2019年6月から始まった香港におけるデモ活動。
12月に入ってもやや形は変わったとはいえ、デモに多数の方が参加するなどその活動はおさまる気配がありません。
香港オフショア投資はやめた方がいい
わたしのところにも「香港の保険を検討していましたが、やめときます」といった声や、「契約してるんですけど、解約して資金を少しでも引き揚げた方がいいでしょうか・・・?」といったお問い合わせをいただいています。
わたしの姿勢や考えは一貫していますが、TVなどの報道を観ていれば、警察が催涙弾だけでなく実弾を撃ち、デモ隊が火炎瓶を投げたり店舗や道路を破壊したり、交通を妨害したり大学に立てこもったりする激しい映像が流れ、「もはや戦争状態」といったコメントが出るなどしますので、心配になるのもわかります。

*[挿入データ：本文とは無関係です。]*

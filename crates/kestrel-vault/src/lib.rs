// Copyright (c) 2025 Geoffrey Huntley <ghuntley@ghuntley.com>. All rights reserved.
// SPDX-License-Identifier: Proprietary

//! Enclaves and the vault.
//!
//! An [`Enclave`] is one authorization namespace: a key engine, a policy
//! set, and an identity set that only ever reference each other by name.
//! The [`Vault`] owns enclaves and the process-wide seal gate; while
//! sealed, every operation except status and unseal fails.

pub mod enclave;
pub mod error;
pub mod vault;

pub use enclave::Enclave;
pub use error::VaultError;
pub use vault::{StatelessVault, Vault};
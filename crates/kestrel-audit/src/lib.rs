// Copyright (c) 2025 Geoffrey Huntley <ghuntley@ghuntley.com>. All rights reserved.
// SPDX-License-Identifier: Proprietary

//! Append-only audit trail for the Kestrel server.
//!
//! Every request produces one [`AuditEvent`] when its response status is
//! written. Events flow through a bounded queue into a single background
//! task that fans out to the configured sinks; a slow or failing sink
//! never blocks a request, and events reach sinks in completion order.

pub mod error;
pub mod event;
pub mod pipeline;
pub mod sink;

pub use error::AuditSinkError;
pub use event::AuditEvent;
pub use pipeline::AuditService;
pub use sink::{AuditSink, FileAuditSink, TracingAuditSink};

pub use kestrel_config::{AuditConfig, QueueOverflowPolicy};
// Copyright (c) 2025 Geoffrey Huntley <ghuntley@ghuntley.com>. All rights reserved.
// SPDX-License-Identifier: Proprietary

//! The API error surface.
//!
//! Every domain error converges here and maps onto the stable status
//! table. Non-streaming errors respond with a JSON `{"message": ...}`
//! body; messages never carry key material or internal detail.

use axum::http::StatusCode;
use axum::response::{IntoResponse, Response};
use axum::Json;
use kestrel_auth::AclError;
use kestrel_crypto::CryptoError;
use kestrel_keystore::KeyError;
use kestrel_vault::VaultError;
use serde::Serialize;

#[derive(Debug, thiserror::Error, PartialEq, Eq)]
pub enum ApiError {
	#[error("{0}")]
	Invalid(&'static str),

	#[error("ciphertext is not authentic")]
	NotAuthentic,

	#[error("not authorized")]
	NotAuthorized,

	#[error("{0}")]
	Forbidden(&'static str),

	#[error("{0} not found")]
	NotFound(&'static str),

	#[error("method not allowed")]
	MethodNotAllowed,

	#[error("{0} already exists")]
	Exists(&'static str),

	#[error("request body too large")]
	TooLarge,

	#[error("internal server error")]
	Internal,

	#[error("{0}")]
	NotImplemented(&'static str),

	#[error("vault is sealed")]
	Sealed,

	#[error("backend unreachable")]
	Unreachable,

	#[error("request timed out")]
	Timeout,
}

impl ApiError {
	pub fn status(&self) -> StatusCode {
		match self {
			ApiError::Invalid(_) | ApiError::NotAuthentic => StatusCode::BAD_REQUEST,
			ApiError::NotAuthorized => StatusCode::UNAUTHORIZED,
			ApiError::Forbidden(_) => StatusCode::FORBIDDEN,
			ApiError::NotFound(_) => StatusCode::NOT_FOUND,
			ApiError::MethodNotAllowed => StatusCode::METHOD_NOT_ALLOWED,
			ApiError::Exists(_) => StatusCode::CONFLICT,
			ApiError::TooLarge => StatusCode::PAYLOAD_TOO_LARGE,
			ApiError::Internal => StatusCode::INTERNAL_SERVER_ERROR,
			ApiError::NotImplemented(_) => StatusCode::NOT_IMPLEMENTED,
			ApiError::Sealed | ApiError::Unreachable => StatusCode::SERVICE_UNAVAILABLE,
			ApiError::Timeout => StatusCode::GATEWAY_TIMEOUT,
		}
	}
}

#[derive(Serialize)]
struct ErrorBody {
	message: String,
}

impl IntoResponse for ApiError {
	fn into_response(self) -> Response {
		let body = ErrorBody {
			message: self.to_string(),
		};
		(self.status(), Json(body)).into_response()
	}
}

impl From<KeyError> for ApiError {
	fn from(err: KeyError) -> Self {
		match err {
			KeyError::Exists => ApiError::Exists("key"),
			KeyError::NotFound => ApiError::NotFound("key"),
			KeyError::InvalidName => ApiError::Invalid("invalid name"),
			KeyError::InvalidKey => ApiError::Invalid("invalid key material"),
			KeyError::PlaintextTooLarge => ApiError::Invalid("plaintext too large"),
			KeyError::Crypto(e) => e.into(),
			KeyError::Unreachable(_) => ApiError::Unreachable,
		}
	}
}

impl From<CryptoError> for ApiError {
	fn from(err: CryptoError) -> Self {
		match err {
			CryptoError::NotAuthentic => ApiError::NotAuthentic,
			CryptoError::MalformedEnvelope => ApiError::Invalid("malformed envelope"),
			CryptoError::ContextTooLarge => ApiError::Invalid("context too large"),
			CryptoError::InvalidKeySize { .. } => ApiError::Invalid("invalid key material"),
			CryptoError::SealFailed => ApiError::Internal,
		}
	}
}

impl From<AclError> for ApiError {
	fn from(err: AclError) -> Self {
		match err {
			AclError::NotAuthorized | AclError::InvalidCertificate(_) => ApiError::NotAuthorized,
			AclError::Forbidden => ApiError::Forbidden("prohibited by policy"),
			AclError::AdminProtected => ApiError::Forbidden("cannot delete the admin identity"),
			AclError::AdminExists => ApiError::Exists("admin identity"),
			AclError::InvalidPattern => ApiError::Invalid("invalid pattern"),
			AclError::PolicyNotFound => ApiError::NotFound("policy"),
			AclError::IdentityNotFound => ApiError::NotFound("identity"),
		}
	}
}

impl From<VaultError> for ApiError {
	fn from(err: VaultError) -> Self {
		match err {
			VaultError::Sealed => ApiError::Sealed,
			VaultError::EnclaveNotFound => ApiError::NotFound("enclave"),
			VaultError::NotImplemented(msg) => ApiError::NotImplemented(msg),
		}
	}
}

#[cfg(test)]
mod tests {
	use super::*;

	#[test]
	fn status_table() {
		assert_eq!(ApiError::Invalid("x").status(), StatusCode::BAD_REQUEST);
		assert_eq!(ApiError::NotAuthentic.status(), StatusCode::BAD_REQUEST);
		assert_eq!(ApiError::NotAuthorized.status(), StatusCode::UNAUTHORIZED);
		assert_eq!(ApiError::Forbidden("x").status(), StatusCode::FORBIDDEN);
		assert_eq!(ApiError::NotFound("x").status(), StatusCode::NOT_FOUND);
		assert_eq!(
			ApiError::MethodNotAllowed.status(),
			StatusCode::METHOD_NOT_ALLOWED
		);
		assert_eq!(ApiError::Exists("x").status(), StatusCode::CONFLICT);
		assert_eq!(ApiError::TooLarge.status(), StatusCode::PAYLOAD_TOO_LARGE);
		assert_eq!(ApiError::Sealed.status(), StatusCode::SERVICE_UNAVAILABLE);
		assert_eq!(ApiError::Unreachable.status(), StatusCode::SERVICE_UNAVAILABLE);
		assert_eq!(ApiError::Timeout.status(), StatusCode::GATEWAY_TIMEOUT);
		assert_eq!(
			ApiError::NotImplemented("x").status(),
			StatusCode::NOT_IMPLEMENTED
		);
	}

	#[test]
	fn decrypt_failure_maps_to_bad_request() {
		let err: ApiError = KeyError::Crypto(CryptoError::NotAuthentic).into();
		assert_eq!(err, ApiError::NotAuthentic);
	}

	#[test]
	fn admin_deletion_maps_to_forbidden() {
		let err: ApiError = AclError::AdminProtected.into();
		assert_eq!(err.status(), StatusCode::FORBIDDEN);
	}
}
// Copyright (c) 2025 Geoffrey Huntley <ghuntley@ghuntley.com>. All rights reserved.
// SPDX-License-Identifier: Proprietary

//! Centralized configuration management for the Kestrel server.
//!
//! This crate provides:
//! - Layered configuration from multiple sources (defaults, TOML file,
//!   environment)
//! - Type-safe configuration with validation at finalize time
//! - Consistent environment variable naming (`KESTREL_SERVER_*`)
//!
//! # Usage
//!
//! ```ignore
//! let config = kestrel_config::load_config(Some("/etc/kestrel/server.toml"))?;
//! println!("listening on {}", config.http.addr);
//! ```

pub mod error;
pub mod layer;
pub mod sections;
pub mod sources;

pub use error::ConfigError;
pub use layer::ServerConfigLayer;
pub use sections::*;
pub use sources::{ConfigSource, DefaultsSource, EnvSource, Precedence, TomlSource};

use tracing::debug;

/// Fully resolved server configuration.
#[derive(Debug, Clone, Default)]
pub struct ServerConfig {
	pub http: HttpConfig,
	pub tls: TlsConfig,
	pub admin: AdminConfig,
	pub proxy: Option<ProxyConfig>,
	pub policy: Vec<PolicyConfig>,
	pub audit: AuditConfig,
	pub logging: LoggingConfig,
	pub fips: bool,
}

/// Load configuration from all sources with standard precedence.
///
/// Precedence (highest to lowest):
/// 1. Environment variables (`KESTREL_SERVER_*`)
/// 2. Config file (given path, or `/etc/kestrel/server.toml`)
/// 3. Built-in defaults
pub fn load_config(path: Option<&str>) -> Result<ServerConfig, ConfigError> {
	let toml_source = match path {
		Some(path) => TomlSource::new(path),
		None => TomlSource::system(),
	};
	let mut sources: Vec<Box<dyn ConfigSource>> = vec![
		Box::new(DefaultsSource),
		Box::new(toml_source),
		Box::new(EnvSource),
	];

	sources.sort_by_key(|s| s.precedence());

	let mut merged = ServerConfigLayer::default();
	for source in sources {
		debug!(source = source.name(), "loading configuration source");
		merged.merge(source.load()?);
	}

	merged.finalize()
}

でも、私たちが契約する保険や投資商品は、政府主導のものではありません。
投資金は株式や債権を通じて運用される以上、完全に「政治と投資は別」とは言い難いですが、それでも政府が運用している年金のような物ではなく私たちが買うのは企業の保険やその他の投資商品です。
その企業はワールドワイドな展開をしている。
「香港のオフショアとしての制度や機能をメリットにしてそこに支店を置いている」のであって、中国や香港の国営企業ではないわけです。
そして、その企業を通じて買う商品も中国を投資対象としているのではなく、香港を窓口として世界に投資するわけです。

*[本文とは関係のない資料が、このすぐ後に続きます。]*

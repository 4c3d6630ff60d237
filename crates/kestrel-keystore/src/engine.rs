// Copyright (c) 2025 Geoffrey Huntley <ghuntley@ghuntley.com>. All rights reserved.
// SPDX-License-Identifier: Proprietary

//! The key engine.
//!
//! Orchestrates key lifecycle and envelope operations over an arbitrary
//! [`KeyStore`]. The engine holds no state of its own; everything durable
//! lives in the store, everything cryptographic in `kestrel-crypto`.

use std::sync::Arc;

use kestrel_crypto::SecretKey;
use tracing::debug;

use crate::error::KeyError;
use crate::store::{KeyIter, KeyStore};
use crate::validate::is_valid_name;

/// Maximum plaintext size accepted by encrypt and decrypt, in bytes.
pub const MAX_PLAINTEXT_SIZE: usize = 1024 * 1024;

/// A freshly generated data key: the plaintext and its sealed form under
/// the master key it was requested for.
pub struct DataKey {
	pub plaintext: Vec<u8>,
	pub ciphertext: Vec<u8>,
}

pub struct KeyEngine {
	store: Arc<dyn KeyStore>,
}

impl KeyEngine {
	pub fn new(store: Arc<dyn KeyStore>) -> Self {
		Self { store }
	}

	/// Creates a new key with fresh random material.
	pub async fn create_key(&self, name: &str) -> Result<(), KeyError> {
		if !is_valid_name(name) {
			return Err(KeyError::InvalidName);
		}
		self.store.create(name, SecretKey::generate()).await?;
		debug!(key = name, "created key");
		Ok(())
	}

	/// Imports caller-supplied key material. `bytes` must be exactly 32
	/// bytes.
	pub async fn import_key(&self, name: &str, bytes: &[u8]) -> Result<(), KeyError> {
		if !is_valid_name(name) {
			return Err(KeyError::InvalidName);
		}
		let key = SecretKey::from_bytes(bytes).map_err(|_| KeyError::InvalidKey)?;
		self.store.create(name, key).await?;
		debug!(key = name, "imported key");
		Ok(())
	}

	/// Deletes a key. Deleting a missing key succeeds.
	pub async fn delete_key(&self, name: &str) -> Result<(), KeyError> {
		if !is_valid_name(name) {
			return Err(KeyError::InvalidName);
		}
		self.store.delete(name).await?;
		debug!(key = name, "deleted key");
		Ok(())
	}

	/// Generates a fresh 32-byte data key and returns it together with
	/// its envelope sealed under `name`, with `context` bound.
	pub async fn generate_data_key(
		&self,
		name: &str,
		context: Option<&[u8]>,
	) -> Result<DataKey, KeyError> {
		if !is_valid_name(name) {
			return Err(KeyError::InvalidName);
		}
		let master = self.store.get(name).await?;
		let data_key = SecretKey::generate();
		let plaintext = data_key.expose().to_vec();
		let ciphertext = master.seal(&plaintext, context)?;
		Ok(DataKey {
			plaintext,
			ciphertext,
		})
	}

	/// Seals `plaintext` under the named key.
	pub async fn encrypt(
		&self,
		name: &str,
		plaintext: &[u8],
		context: Option<&[u8]>,
	) -> Result<Vec<u8>, KeyError> {
		if !is_valid_name(name) {
			return Err(KeyError::InvalidName);
		}
		if plaintext.len() > MAX_PLAINTEXT_SIZE {
			return Err(KeyError::PlaintextTooLarge);
		}
		let master = self.store.get(name).await?;
		Ok(master.seal(plaintext, context)?)
	}

	/// Opens `ciphertext` with the named key. The context must equal the
	/// one bound at seal time or the envelope fails authentication.
	pub async fn decrypt(
		&self,
		name: &str,
		ciphertext: &[u8],
		context: Option<&[u8]>,
	) -> Result<Vec<u8>, KeyError> {
		if !is_valid_name(name) {
			return Err(KeyError::InvalidName);
		}
		let master = self.store.get(name).await?;
		Ok(master.open(ciphertext, context)?)
	}

	/// Lists all key names in the store.
	pub async fn list_keys(&self) -> Result<Box<dyn KeyIter>, KeyError> {
		Ok(self.store.list().await?)
	}
}

#[cfg(test)]
mod tests {
	use super::*;
	use crate::mem::MemKeyStore;
	use kestrel_crypto::CryptoError;

	fn engine() -> KeyEngine {
		KeyEngine::new(Arc::new(MemKeyStore::new()))
	}

	#[tokio::test]
	async fn encrypt_decrypt_round_trip() {
		let engine = engine();
		engine.create_key("t").await.unwrap();
		let ciphertext = engine
			.encrypt("t", b"Hello World", Some(b"ctx"))
			.await
			.unwrap();
		let plaintext = engine.decrypt("t", &ciphertext, Some(b"ctx")).await.unwrap();
		assert_eq!(plaintext, b"Hello World");
	}

	#[tokio::test]
	async fn decrypt_with_different_context_fails() {
		let engine = engine();
		engine.create_key("t").await.unwrap();
		let ciphertext = engine
			.encrypt("t", b"Hello World", Some(b"ctx"))
			.await
			.unwrap();
		assert_eq!(
			engine.decrypt("t", &ciphertext, Some(b"ctx2")).await,
			Err(KeyError::Crypto(CryptoError::NotAuthentic))
		);
	}

	#[tokio::test]
	async fn second_create_fails_with_exists() {
		let engine = engine();
		engine.create_key("k").await.unwrap();
		assert_eq!(engine.create_key("k").await, Err(KeyError::Exists));
	}

	#[tokio::test]
	async fn delete_twice_succeeds() {
		let engine = engine();
		engine.create_key("k").await.unwrap();
		engine.delete_key("k").await.unwrap();
		engine.delete_key("k").await.unwrap();
	}

	#[tokio::test]
	async fn import_requires_32_bytes() {
		let engine = engine();
		assert_eq!(
			engine.import_key("k", &[0u8; 16]).await,
			Err(KeyError::InvalidKey)
		);
		engine.import_key("k", &[0u8; 32]).await.unwrap();
	}

	#[tokio::test]
	async fn imported_key_is_used_verbatim() {
		let engine = engine();
		engine.import_key("k", &[7u8; 32]).await.unwrap();
		let ciphertext = engine.encrypt("k", b"data", None).await.unwrap();

		let key = SecretKey::from_bytes(&[7u8; 32]).unwrap();
		assert_eq!(key.open(&ciphertext, None).unwrap(), b"data");
	}

	#[tokio::test]
	async fn generated_data_key_decrypts_under_the_master() {
		let engine = engine();
		engine.create_key("master").await.unwrap();
		let data_key = engine
			.generate_data_key("master", Some(b"ctx"))
			.await
			.unwrap();
		assert_eq!(data_key.plaintext.len(), 32);
		let plaintext = engine
			.decrypt("master", &data_key.ciphertext, Some(b"ctx"))
			.await
			.unwrap();
		assert_eq!(plaintext, data_key.plaintext);
	}

	#[tokio::test]
	async fn invalid_names_are_rejected_before_store_io() {
		let engine = engine();
		assert_eq!(engine.create_key("bad name").await, Err(KeyError::InvalidName));
		assert_eq!(engine.delete_key("bad/name").await, Err(KeyError::InvalidName));
		assert_eq!(
			engine.encrypt("", b"x", None).await,
			Err(KeyError::InvalidName)
		);
	}

	#[tokio::test]
	async fn encrypt_missing_key_is_not_found() {
		let engine = engine();
		assert_eq!(
			engine.encrypt("ghost", b"x", None).await,
			Err(KeyError::NotFound)
		);
	}

	#[tokio::test]
	async fn oversize_plaintext_is_rejected() {
		let engine = engine();
		engine.create_key("k").await.unwrap();
		let plaintext = vec![0u8; MAX_PLAINTEXT_SIZE + 1];
		assert_eq!(
			engine.encrypt("k", &plaintext, None).await,
			Err(KeyError::PlaintextTooLarge)
		);
	}
}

また、運用は「米ドル」であって香港ドルや中国元ではありません。
なので、香港のデモ活動が激しいから投資をしないというのは、感情的な点ではわかりますがよく考えると整合性がないと思うのです。
法律不遡及(ほうりつふそきゅう)の原則
今までも、
「香港の保険に日本人は加入できなくなる」といった噂はたびたびありました。
実際わたしも、2018年4月に香港に渡航してFTライフのリージェントプレミア2という商品を契約しています。
それは、「今後、日本人の契約を受付なくなる」と聞いたからです。
でも実際は、契約できなくなるどころか「信託契約」という形を使って香港に渡航しなくても日本から郵送で契約できるようになりました。
結果的には、慌てて香港に渡航する必要はなかったんですね。
過去には本当に、それまで契約できていたものがある日を境に契約できなくなったということは、ありました。
でも、その商品を前から契約していた人は、その契約は履行されています。
つまり、法律や制度が変わっても過去 有効だった契約はそのまま履行されるということです。
これを法律不遡及の原則といいます。
それでも心配なのは、相手が中国だからですよね?
わかります(笑)
何を言い出すかわからない怖さは、確かにあります。
でも、これも感情的な部分が大きく、論理的とは言えません。
なぜなら中国も国際社会の一員です。
ワールドワイドな私企業が法律に準拠して行っていた経済活動に対し、そしてその顧客に損失を与えるようなことはできないのではないでしょうか。
一国二制度の終了
香港はご存知の通り、1997年に中国へ返還されました。
そして、以降50年間は中国でありながらイギリスが築いてきた体制を引き継ぐ「一国二制度」」を約束しました。
これが、50年経過しないうちに反故にされようとしているので市民がデモで訴えているという側面もあります。
でも、逆に言えば初めから「50年経てば一国二制度はなくなる」ことはわかっています。
長期の契約を前提とするのが保険や積立商品です。
一国二制度がなくなれば契約を履行できないような商品を、世界的な企業が香港で販売するでしょうか。
この点から、一国二制度の危機を背景に、「だから香港の保険商品は危険」というのは違うと思いますがあなたはどう思いますか?
<まとめ>デモが活発だから香港の金融商品が危険というのはお門違い
- デモ活動が収まらない
- 警察とデモ隊との衝突が激しい
- 中国政府はどう動く?
- 一国二制度が反故にされる?
こうした心配から魅力的な香港の保険などの投資商品を資産形成の手段の選択肢から外してしまうのは、機会損失だとわたしは思います。
ちょっと話が飛躍しますが、第二次世界大戦中もその関係国の株式市場はずっと動いていました。
沖縄や東京がひどく攻撃されている時も、株式市場は動いていたのです。
その中できちんと需給を判断し対処した人が、投資リターンを受け取ってきました。
もちろん、完全に「政治と投資は別物」と言い切ることはできません。
実際、トランプ大統領のツイッターで大きく株価が動いたりします。
でも、短期の投資、投機ではなく保険や積み立ては10年、15年、20年・・・、場合によっては子、孫世代のことを考えて長期の視点でおこなう物です。
デモとそれに伴う中国政府の対応と香港の保険や金融商品の魅力は別物と考えてよいでしょう。
将来の資産形成の必要性があるのに香港を活用しないというのは、ちょっともったいない気がします。
この記事が、迷っているあなたが一歩を踏み出す機会になればいいなと思います。